Sunday, July 5, 2009

French to English Legalese, Part 1

For this blog and the next two blogs, we'll take a new theme - law.

legalese1 I used to work as a paralegal in a small Montreal litigation firm.  Despite the firm's size, there were numerous procedures to write for the lawyers' signatures and eventually, for pleading before the judge.  Writing legal procedures was a challenging task but I enjoyed it immensely. 

It was while I worked as a paralegal that I was forced to hone my French to English skills.  I managed well at the written and verbal levels, but the auditory level was where I had to roll up my sleeves and do some hard work.  I would sit with my boss at the judge's chambers and try to make sense out of the arguments and counter-arguments.  My first six months as a paralegal was an uphill battle, all because I was rusty in the listening department.   I had to stop listening to English radio and switch to a French radio station just to get les oreilles used to listening to the sounds. 

At first I thought that if I could read, write and speak some French, I'd have no problem listening and understanding.


It was a rude awakening.  Listening was a different ballgame - I stumbled often especially when I had to do a lot of listening in a court of law!

I remember one morning when my boss was arguing before His Lordship about a case.  He paused and then looked at me.  Even the judge had his eyes on me.  I wondered if it was my posture so I shifted my weight, feeling suddenly ill at ease.   Then he whispered something to the judge and walked towards me. 

"Didn't you hear?  I need to show the affidavit!"

"Ah, the affidavit.  Yes of course."

The province of Quebec is the only province that uses Civil Law, which is patterned after the legal system of France.  The other Canadian provinces operate under Common Law after the British legal system.
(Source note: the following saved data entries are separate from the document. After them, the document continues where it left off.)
//! 根文件系统启动流程

use lazy_static::lazy_static;
use vfs::{FsError, Vfs};

use crate::config::{DEVFS_DEVICE, RAMDISK_DEVICE, RAMFS_MAX_BYTES};
use crate::{DevFs, RamFs};

lazy_static! {
    /// 内核全局的 VFS 实例
    pub static ref VFS: Vfs = Vfs::new();
}

/// 注册内置驱动并挂载根文件系统
///
/// 依次注册 `ramfs` 与 `devfs`，把内存盘挂到 "/"，再把设备文件系统挂到 "/dev"。
pub fn init_rootfs(vfs: &Vfs) -> Result<(), FsError> {
    vfs.load_fs(RamFs::new(RAMFS_MAX_BYTES))?;
    vfs.load_fs(DevFs::new())?;

    vfs.mount(RAMDISK_DEVICE, "/", "ramfs")?;
    vfs.mount(DEVFS_DEVICE, "/dev", "devfs")?;

    log::info!("fs: rootfs ready ({} mounts)", vfs.mounts().len());
    Ok(())
}
//! Ramfs - 内存文件系统
//!
//! 该模块提供一个**完全驻留在内存中的文件系统**，作为启动时的根文件系统。
//! 每次挂载都得到一棵独立的树；容量上限由 [`RamFs::new`] 的参数决定。

mod inode;
mod ramfs;

pub use inode::RamfsNode;
pub use ramfs::RamFs;
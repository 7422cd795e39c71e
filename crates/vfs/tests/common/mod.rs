//! 集成测试共用的内存文件系统驱动
//!
//! `MemFs` 故意不实现原生截断，用来覆盖 VFS 的通用截断路径；
//! 它还统计驱动 `lookup`/`enumerate` 的调用次数，用来检查子缓存行为。

#![allow(dead_code)]

use std::any::Any;
use std::collections::BTreeMap;
use std::string::{String, ToString};
use std::sync::atomic::{AtomicU64, AtomicUsize, Ordering};
use std::sync::{Arc, Mutex};
use std::vec::Vec;

use vfs::{
    DevId, FileMode, FileOps, FsDriver, FsError, Inode, InodeDesc, InodeOps, InodeType,
    OpenFlags, Tnode, Vfs,
};

pub const IOCTL_MAGIC: u32 = 0x4d46;

struct Node {
    kind: InodeType,
    mode: FileMode,
    children: BTreeMap<String, u64>,
    data: Vec<u8>,
}

/// 一个挂载实例
pub struct MemInstance {
    nodes: Mutex<BTreeMap<u64, Node>>,
    next_index: AtomicU64,
    pub lookups: AtomicUsize,
    pub enumerates: AtomicUsize,
    pub device: String,
    pub dev: DevId,
}

impl MemInstance {
    fn new(dev: DevId, device: &str) -> Arc<Self> {
        let mut nodes = BTreeMap::new();
        nodes.insert(
            1,
            Node {
                kind: InodeType::Directory,
                mode: FileMode::from_bits_truncate(0o755),
                children: BTreeMap::new(),
                data: Vec::new(),
            },
        );
        Arc::new(Self {
            nodes: Mutex::new(nodes),
            next_index: AtomicU64::new(2),
            lookups: AtomicUsize::new(0),
            enumerates: AtomicUsize::new(0),
            device: device.to_string(),
            dev,
        })
    }

    fn desc(self: &Arc<Self>, index: u64) -> InodeDesc {
        let nodes = self.nodes.lock().unwrap();
        let node = &nodes[&index];
        InodeDesc {
            index,
            kind: node.kind,
            mode: node.mode,
            size: node.data.len(),
            ops: Arc::new(MemNode {
                fs: self.clone(),
                index,
            }),
        }
    }

    fn add(self: &Arc<Self>, parent: u64, name: &str, kind: InodeType, mode: FileMode) -> Result<InodeDesc, FsError> {
        let index = self.next_index.fetch_add(1, Ordering::Relaxed);
        {
            let mut nodes = self.nodes.lock().unwrap();
            let dir = nodes.get_mut(&parent).ok_or(FsError::NotFound)?;
            if dir.children.contains_key(name) {
                return Err(FsError::AlreadyExists);
            }
            dir.children.insert(name.to_string(), index);
            nodes.insert(
                index,
                Node {
                    kind,
                    mode,
                    children: BTreeMap::new(),
                    data: Vec::new(),
                },
            );
        }
        Ok(self.desc(index))
    }

    /// 驱动侧的文件内容
    pub fn contents(&self, index: u64) -> Vec<u8> {
        self.nodes.lock().unwrap()[&index].data.clone()
    }

    /// 驱动侧是否还有这个节点
    pub fn exists(&self, index: u64) -> bool {
        self.nodes.lock().unwrap().contains_key(&index)
    }
}

struct MemNode {
    fs: Arc<MemInstance>,
    index: u64,
}

impl MemNode {
    fn remove_child(&self, target: &Tnode, want_dir: bool) -> Result<(), FsError> {
        let mut nodes = self.fs.nodes.lock().unwrap();
        let child = *nodes[&self.index]
            .children
            .get(target.name())
            .ok_or(FsError::NotFound)?;
        let node = &nodes[&child];
        if want_dir && !node.children.is_empty() {
            return Err(FsError::DirectoryNotEmpty);
        }
        nodes
            .get_mut(&self.index)
            .ok_or(FsError::NotFound)?
            .children
            .remove(target.name());
        nodes.remove(&child);
        Ok(())
    }
}

impl InodeOps for MemNode {
    fn lookup(&self, name: &str) -> Result<Option<InodeDesc>, FsError> {
        self.fs.lookups.fetch_add(1, Ordering::Relaxed);
        let index = self.fs.nodes.lock().unwrap()[&self.index]
            .children
            .get(name)
            .copied();
        Ok(index.map(|i| self.fs.desc(i)))
    }

    fn enumerate(&self) -> Result<Vec<(String, InodeDesc)>, FsError> {
        self.fs.enumerates.fetch_add(1, Ordering::Relaxed);
        let children: Vec<(String, u64)> = self.fs.nodes.lock().unwrap()[&self.index]
            .children
            .iter()
            .map(|(n, i)| (n.clone(), *i))
            .collect();
        let mut out = vec![
            (".".to_string(), self.fs.desc(self.index)),
            ("..".to_string(), self.fs.desc(self.index)),
        ];
        for (name, index) in children {
            out.push((name, self.fs.desc(index)));
        }
        Ok(out)
    }

    fn create(&self, name: &str, mode: FileMode) -> Result<InodeDesc, FsError> {
        self.fs.add(self.index, name, InodeType::File, mode)
    }

    fn mkdir(&self, name: &str, mode: FileMode) -> Result<InodeDesc, FsError> {
        self.fs.add(self.index, name, InodeType::Directory, mode)
    }

    fn unlink(&self, target: &Tnode) -> Result<(), FsError> {
        self.remove_child(target, false)
    }

    fn rmdir(&self, target: &Tnode) -> Result<(), FsError> {
        self.remove_child(target, true)
    }

    fn chmod(&self, mode: FileMode) -> Result<(), FsError> {
        if let Some(node) = self.fs.nodes.lock().unwrap().get_mut(&self.index) {
            node.mode = mode;
        }
        Ok(())
    }

    fn open(&self, inode: &Inode, _flags: OpenFlags) -> Result<Option<Arc<dyn FileOps>>, FsError> {
        if inode.is_dir() {
            return Ok(None);
        }
        Ok(Some(Arc::new(MemFile {
            fs: self.fs.clone(),
            index: self.index,
            closes: AtomicUsize::new(0),
        })))
    }

    fn ioctl(&self, request: u32, _arg: usize) -> Result<isize, FsError> {
        if request == IOCTL_MAGIC {
            Ok(self.index as isize)
        } else {
            Err(FsError::NotSupported)
        }
    }

    fn as_any(&self) -> &dyn Any {
        self
    }
}

struct MemFile {
    fs: Arc<MemInstance>,
    index: u64,
    closes: AtomicUsize,
}

impl FileOps for MemFile {
    fn read(&self, offset: usize, buf: &mut [u8]) -> Result<usize, FsError> {
        let nodes = self.fs.nodes.lock().unwrap();
        let data = &nodes.get(&self.index).ok_or(FsError::IoError)?.data;
        if offset >= data.len() {
            return Ok(0);
        }
        let n = buf.len().min(data.len() - offset);
        buf[..n].copy_from_slice(&data[offset..offset + n]);
        Ok(n)
    }

    fn write(&self, offset: usize, buf: &[u8]) -> Result<usize, FsError> {
        let mut nodes = self.fs.nodes.lock().unwrap();
        let data = &mut nodes.get_mut(&self.index).ok_or(FsError::IoError)?.data;
        if data.len() < offset + buf.len() {
            data.resize(offset + buf.len(), 0);
        }
        data[offset..offset + buf.len()].copy_from_slice(buf);
        Ok(buf.len())
    }

    fn close(&self) {
        self.closes.fetch_add(1, Ordering::Relaxed);
    }
}

/// 内存文件系统驱动；每次挂载产生一个新实例
pub struct MemFs {
    name: &'static str,
    pub instances: Mutex<Vec<Arc<MemInstance>>>,
}

impl MemFs {
    pub fn new(name: &'static str) -> Arc<Self> {
        Arc::new(Self {
            name,
            instances: Mutex::new(Vec::new()),
        })
    }

    /// 最近一次挂载的实例
    pub fn last(&self) -> Arc<MemInstance> {
        self.instances.lock().unwrap().last().unwrap().clone()
    }
}

impl FsDriver for MemFs {
    fn name(&self) -> &'static str {
        self.name
    }

    fn mount(&self, dev: DevId, device: &str) -> Result<InodeDesc, FsError> {
        let inst = MemInstance::new(dev, device);
        let desc = inst.desc(1);
        self.instances.lock().unwrap().push(inst);
        Ok(desc)
    }
}

/// 注册 `memfs` 并挂载为根
pub fn setup() -> (Vfs, Arc<MemFs>) {
    test_support::init_sync_arch_ops();
    let vfs = Vfs::new();
    let memfs = MemFs::new("memfs");
    vfs.load_fs(memfs.clone()).unwrap();
    vfs.mount("ram0", "/", "memfs").unwrap();
    (vfs, memfs)
}

pub fn mode(bits: u32) -> FileMode {
    FileMode::from_bits_truncate(bits)
}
A look at some of those French to English terms:

disposition générale general provision
tutelle légale legal tutorship
curatelle curatorship
dissolution et liquidation des personnes morales dissolution and liquidation of legal persons
prestation compensatoire compensatory allowance
demande et la preuve application and proof
union civile civil union
renonciation renunciation
testaments wills
testament olographe holograph wills
droit au partage right to partition
propriété property
usufruit usufruct
servitudes servitudes
fiducie trust
compte annuel annual account
consentement consent

Legal translation can be tricky.  The idea is to consistently think "context."  Depending on the context, the type of law (insurance, divorce and family, banking, maritime) and the circumstances, various terms may apply.  Take "property" as an example.  It could be propriéte or des biens (collective) or domicile

In legal translation, context should be the deciding factor when choosing the appropriate equivalent.  This rule is valid as well for other domains of activity.